К середине двадцатого века белый американский рабочий класс, как писала белая южная писательница Лилиан Смит, «игнорировался и эксплуатировался»
[253], и кормили его практически только духовной пищей – гордостью за «белый цвет кожи», отличающий его от цветных.
Выдающийся социальный экономист Гуннар Мюрдал писал, что белые из рабочего класса нуждаются в разграничении каст больше, чем белые из высшего класса. «Это люди, которые склонны агрессивно подчеркивать, что ни один негр никогда не сможет достичь статуса даже самого низшего из белых»
[254].
С психологической точки зрения о людях, умирающих от отчаяния, можно сказать, что они умирают от краха иллюзий, от обнаружения дыр в догмате веры в то, что унаследованное, невысказанное превосходство, естественная заслуга перед подчиненными кастами обеспечит им достойное место в иерархии. Они полагались на эту иллюзию, возможно, неосознанно и, похоже, нуждались в ней больше, чем любая другая группа в крайне заточенном на постоянную борьбу за выживание обществе, «в котором постоянным страхом была нисходящая социальная мобильность
[255], – писал историк Дэвид Рёдигер. – Можно потерять все, но не белизну».

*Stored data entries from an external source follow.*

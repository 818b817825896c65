//! Error types for engine operations and task outcomes.

use thiserror::Error;

/// Errors produced by the engine, its pool and result slots.
#[derive(Debug, Error)]
pub enum EngineError {
    /// The engine has begun shutting down and no longer accepts work.
    #[error("engine is closed; submission rejected")]
    Closed,
    /// A result slot was written after it had already been resolved.
    #[error("result slot already resolved")]
    AlreadyResolved,
    /// Configuration validation failed.
    #[error("invalid configuration: {0}")]
    InvalidConfig(String),
    /// A worker thread could not be created; no workers were left running.
    #[error("failed to spawn worker {index} of {requested}: {source}")]
    Spawn {
        /// Index of the worker that failed to start.
        index: usize,
        /// Configured number of workers.
        requested: usize,
        /// Underlying OS error.
        #[source]
        source: std::io::Error,
    },
}

/// Result alias for engine-level operations.
pub type EngineResult<T> = Result<T, EngineError>;

/// Why a task produced no value.
///
/// `E` is the caller's own error type, returned unchanged in
/// [`TaskError::Failed`].
#[derive(Debug, Clone, PartialEq, Eq, Error)]
pub enum TaskError<E> {
    /// The work returned an error.
    #[error("task failed: {0}")]
    Failed(E),
    /// The work panicked; carries the panic message.
    #[error("task panicked: {0}")]
    Panicked(String),
    /// The task was discarded before it ran, or its writer went away
    /// without resolving.
    #[error("task abandoned before producing a result")]
    Abandoned,
    /// The handle is not attached to a result slot.
    #[error("handle is detached from its result slot")]
    Detached,
    /// The value was already taken out of the slot.
    #[error("task result already consumed")]
    Consumed,
}

impl<E> TaskError<E> {
    /// The caller's error, if the work itself failed.
    pub const fn failure(&self) -> Option<&E> {
        match self {
            Self::Failed(e) => Some(e),
            _ => None,
        }
    }

    /// Whether the failure came from the work rather than from the engine.
    pub const fn is_task_failure(&self) -> bool {
        matches!(self, Self::Failed(_) | Self::Panicked(_))
    }
}
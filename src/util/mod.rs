//! Shared utilities.

pub mod panic;
pub mod telemetry;

pub use panic::panic_message;
pub use telemetry::init_tracing;
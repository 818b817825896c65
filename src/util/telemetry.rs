//! Telemetry helpers for structured logging and tracing.

use tracing_subscriber::EnvFilter;

/// Directive applied when `RUST_LOG` is unset or unparsable.
pub const DEFAULT_DIRECTIVE: &str = "prometheus_task_engine=info";

/// Initialize tracing/telemetry. Users can install their own subscriber; this
/// helper installs an env-filtered `fmt` subscriber if none is set.
pub fn init_tracing() {
    if tracing::dispatcher::has_been_set() {
        return;
    }
    let filter = EnvFilter::try_from_default_env().unwrap_or_else(|_| EnvFilter::new(DEFAULT_DIRECTIVE));
    let _ = tracing_subscriber::fmt()
        .with_env_filter(filter)
        .with_thread_names(true)
        .try_init();
}
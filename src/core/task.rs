//! Type-erased units of work.
//!
//! A [`Task`] is what travels through the [`TaskQueue`](super::TaskQueue): an
//! insertion-order id plus a boxed [`Runnable`]. The engine wraps every
//! submitted closure in a `Job` that runs it and resolves the submission's
//! result slot, so workers never see caller types.

use std::fmt;
use std::panic::{catch_unwind, AssertUnwindSafe};

use tracing::error;

use super::error::TaskError;
use super::slot::Promise;
use crate::util::panic_message;

/// Identifier assigned to each task in submission order.
pub type TaskId = u64;

/// How a single run of a [`Runnable`] ended.
#[derive(Debug, Clone, Copy, PartialEq, Eq)]
pub enum RunOutcome {
    /// The work produced a value.
    Fulfilled,
    /// The work returned an error.
    Failed,
    /// The work panicked.
    Panicked,
}

/// A once-invocable unit of work that executes and resolves its own result.
pub trait Runnable: Send {
    /// Execute the work and publish its outcome.
    fn run(self: Box<Self>) -> RunOutcome;
}

/// A queued unit of work.
pub struct Task {
    id: TaskId,
    body: Box<dyn Runnable>,
}

impl Task {
    /// Wrap a runnable with its submission id.
    pub fn new<R>(id: TaskId, body: R) -> Self
    where
        R: Runnable + 'static,
    {
        Self {
            id,
            body: Box::new(body),
        }
    }

    /// Submission-order id.
    #[must_use]
    pub const fn id(&self) -> TaskId {
        self.id
    }

    /// Consume the task and run it on the current thread.
    pub fn run(self) -> RunOutcome {
        self.body.run()
    }
}

impl fmt::Debug for Task {
    fn fmt(&self, f: &mut fmt::Formatter<'_>) -> fmt::Result {
        f.debug_struct("Task").field("id", &self.id).finish_non_exhaustive()
    }
}

/// A caller closure bound to the promise of its submission.
pub(crate) struct Job<F, V, E> {
    work: F,
    promise: Promise<V, E>,
}

impl<F, V, E> Job<F, V, E> {
    pub(crate) fn new(work: F, promise: Promise<V, E>) -> Self {
        Self { work, promise }
    }
}

impl<F, V, E> Runnable for Job<F, V, E>
where
    F: FnOnce() -> Result<V, E> + Send,
    V: Send,
    E: Send,
{
    fn run(self: Box<Self>) -> RunOutcome {
        let Self { work, promise } = *self;
        // The slot lock is not held here; only `resolve` takes it.
        let (outcome, result) = match catch_unwind(AssertUnwindSafe(work)) {
            Ok(Ok(value)) => (RunOutcome::Fulfilled, Ok(value)),
            Ok(Err(err)) => (RunOutcome::Failed, Err(TaskError::Failed(err))),
            Err(payload) => (
                RunOutcome::Panicked,
                Err(TaskError::Panicked(panic_message(payload.as_ref()))),
            ),
        };
        if let Err(err) = promise.resolve(result) {
            error!(%err, "job could not publish its outcome");
        }
        outcome
    }
}
use axum::{
    http::StatusCode,
    response::{IntoResponse, Response},
};

/// Every way a request can fail. Each variant maps to one status code and a
/// plain-text body; nothing is retried and nothing outlives the request.
#[derive(Debug, thiserror::Error, PartialEq, Eq)]
pub enum ApiError {
    #[error("Please use POST method to shorten URLs.")]
    ShortenMethod,

    #[error("Failed to read your request.")]
    UnreadableBody,

    #[error("Invalid JSON. Make sure you send {{'url': 'your_long_url'}}.")]
    InvalidJson,

    #[error("URL cannot be empty.")]
    EmptyUrl,

    #[error("URL must start with http:// or https://.")]
    UnsupportedScheme,

    #[error("Please use GET method to access short URLs.")]
    RedirectMethod,

    #[error("Short code not found in URL.")]
    MissingCode,

    #[error("Short URL not found in our records.")]
    UnknownCode,
}

impl ApiError {
    pub fn status(&self) -> StatusCode {
        match self {
            ApiError::ShortenMethod | ApiError::RedirectMethod => StatusCode::METHOD_NOT_ALLOWED,
            ApiError::UnreadableBody => StatusCode::INTERNAL_SERVER_ERROR,
            ApiError::InvalidJson
            | ApiError::EmptyUrl
            | ApiError::UnsupportedScheme
            | ApiError::MissingCode => StatusCode::BAD_REQUEST,
            ApiError::UnknownCode => StatusCode::NOT_FOUND,
        }
    }
}

impl IntoResponse for ApiError {
    fn into_response(self) -> Response {
        (self.status(), self.to_string()).into_response()
    }
}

В разгар Великой депрессии ученый У. Э. Б. Дюбуа заметил, что белые американцы из рабочего класса, как утопающие в круг, вцепились в идею компенсации в виде «публичного и психологического признания», как он выразился. «Им воздавалась хвала, и выражалось почтение за то, что они были белыми»
[256]. Они приняли грубую неопределенность трудовой классовой жизни в обмен на гарантию кастовой системы, что, несмотря на любые возможные проблемы, они никогда не окажутся на самом дне.